The group’s leader, Michal H., 30, from the Lhotka district of Ostrava, is expected to spend five and a half years behind bars and also lose money from the sale of a Volkswagen Passat and a four-wheeler he bought with the proceeds from the drug deals.

His accomplice Adam B. will be sentenced to four years in prison and will also lose the proceeds from the sale of part of his property. The other three defendants got off with suspended sentences, and two of them have to pay a fine of CZK 100,000.
While the men sentenced to unconditional terms kept the deadline for a possible appeal, the young men with suspended sentences accepted their sentences.

Prosecutor Michal Togner also retained the deadline for appeals, in addition to a condition for the remaining sentences. “I have a bit of a problem with the fact that the better the police work, the lower the sentences,” he said after the trial.

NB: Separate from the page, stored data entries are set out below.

//! Error taxonomy and HTTP failure classification.
//!
//! # Design
//! Failed HTTP responses are mapped to a flat, fixed set of [`ErrorKind`]s
//! by [`classify`], a pure function of `(status, body)` — the status code is
//! authoritative, the body only contributes the human-readable message.
//! `NotFound` and `Forbidden` get their own kinds because existence-check
//! endpoints convert exactly those into a boolean `false` instead of an
//! error; everything else propagates unchanged to the caller.

use thiserror::Error;

use crate::http::TransportError;

/// Classification of a failed HTTP response.
#[derive(Debug, Clone, Copy, PartialEq, Eq)]
pub enum ErrorKind {
    BadRequest,
    Unauthorized,
    Forbidden,
    NotFound,
    NotAcceptable,
    RateLimited,
    Unprocessable,
    /// Any other 4xx status.
    ClientError,
    ServerError,
    ServiceUnavailable,
}

impl std::fmt::Display for ErrorKind {
    fn fmt(&self, f: &mut std::fmt::Formatter<'_>) -> std::fmt::Result {
        let name = match self {
            ErrorKind::BadRequest => "bad request",
            ErrorKind::Unauthorized => "unauthorized",
            ErrorKind::Forbidden => "forbidden",
            ErrorKind::NotFound => "not found",
            ErrorKind::NotAcceptable => "not acceptable",
            ErrorKind::RateLimited => "rate limited",
            ErrorKind::Unprocessable => "unprocessable entity",
            ErrorKind::ClientError => "client error",
            ErrorKind::ServerError => "server error",
            ErrorKind::ServiceUnavailable => "service unavailable",
        };
        f.write_str(name)
    }
}

/// A classified HTTP failure. Immutable once constructed.
#[derive(Debug, Clone, Error)]
#[error("{kind} (HTTP {status}): {message}")]
pub struct HttpError {
    pub kind: ErrorKind,
    pub status: u16,
    pub message: String,
    /// Raw response body, kept verbatim for debugging.
    pub body: String,
}

/// Errors surfaced by the client core.
#[derive(Debug, Error)]
pub enum ApiError {
    /// The server answered with a 4xx/5xx status.
    #[error(transparent)]
    Http(#[from] HttpError),

    /// An implicit ("the authenticated caller") identifier was used but no
    /// authenticated identity is configured.
    #[error("no authenticated identity is configured")]
    IdentityUnavailable,

    /// The transport collaborator failed before a response was obtained.
    #[error("transport failure: {0}")]
    Transport(#[from] TransportError),

    /// A 2xx response body (or expected header) could not be decoded.
    #[error("decode failed: {0}")]
    Decode(String),
}

impl ApiError {
    /// The classification of the underlying HTTP failure, if this is one.
    pub fn kind(&self) -> Option<ErrorKind> {
        match self {
            ApiError::Http(e) => Some(e.kind),
            _ => None,
        }
    }
}

/// Map a failed HTTP response to a typed error.
///
/// Deterministic: identical `(status, body)` inputs always produce an
/// identical result. The message comes from the body's `error` field (or
/// the first `errors[].message`) when the body is a JSON object carrying
/// one, else a generic string built from the status.
pub fn classify(status: u16, body: &str) -> HttpError {
    let kind = match status {
        400 => ErrorKind::BadRequest,
        401 => ErrorKind::Unauthorized,
        403 => ErrorKind::Forbidden,
        404 => ErrorKind::NotFound,
        406 => ErrorKind::NotAcceptable,
        420 => ErrorKind::RateLimited,
        422 => ErrorKind::Unprocessable,
        500 => ErrorKind::ServerError,
        502 | 503 | 504 => ErrorKind::ServiceUnavailable,
        s if s >= 500 => ErrorKind::ServerError,
        _ => ErrorKind::ClientError,
    };
    let message = extract_message(body).unwrap_or_else(|| format!("HTTP {status}"));
    HttpError {
        kind,
        status,
        message,
        body: body.to_string(),
    }
}

/// Pull the upstream error message out of a JSON error body, if present.
fn extract_message(body: &str) -> Option<String> {
    let value: serde_json::Value = serde_json::from_str(body).ok()?;
    if let Some(error) = value.get("error").and_then(|v| v.as_str()) {
        return Some(error.to_string());
    }
    value
        .get("errors")?
        .as_array()?
        .first()?
        .get("message")?
        .as_str()
        .map(str::to_string)
}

He was referring to the fact that while the defendants had confessed and pleaded guilty, which shortened the trial, they did so only after it was clear that the police evidence was completely conclusive. Thanks to the confessions, however, the sentences were far less than those for the crimes charged.

According to the files, the main defendant bought about 20 000 tablets of the drug Ecstasy over several years through the hidden Internet network Darknet. There is a special access to it, and on its illegal marketplaces are also sold, for example, weapons and drugs.

The defendant paid with Bitcoins and had shipments of 50 to 500 tablets delivered to his address by the Czech Post. With other accomplices, he then sold ecstasy to his friends and other interested parties, for example in a music club on Stodolní Street in Ostrava. He earned almost 700,000 crowns.
At the same time, he set up a cannabis cultivation facility in his basement and also sold dried marijuana.

Police officers got onto his trail after discovering drug traffickers on the darknet in Brno and Prague. The arrested offenders kept records of sales on their computers and listed him as one of their biggest customers. Postal delivery certificates of packages addressed to his address were also clear.

That’s how investigators got on the defendant’s trail long after he had given up drug dealing. Then he repented in court and referred to his family. He claimed he had quit drugs himself and was very sorry.

The court took his remorse and confession into account as it assumed eight to 12 years in prison, while the prosecutor had originally proposed nine years with no conditions.

“In addition to the guilty plea, we also took into account the defendant’s unpunished past. Given the magnitude of the crime, the condition was not an option,” the judge said. The main defendant’s remorse was partially undermined by the fact that he kept the cannabis cultivation facility even after it was closed.

The judge justified the fines of 100,000 crowns for the two convicts on probation as a way for them to feel the punishment in other ways. “So that they don’t feel that nothing has happened, that nothing is happening,” he explained.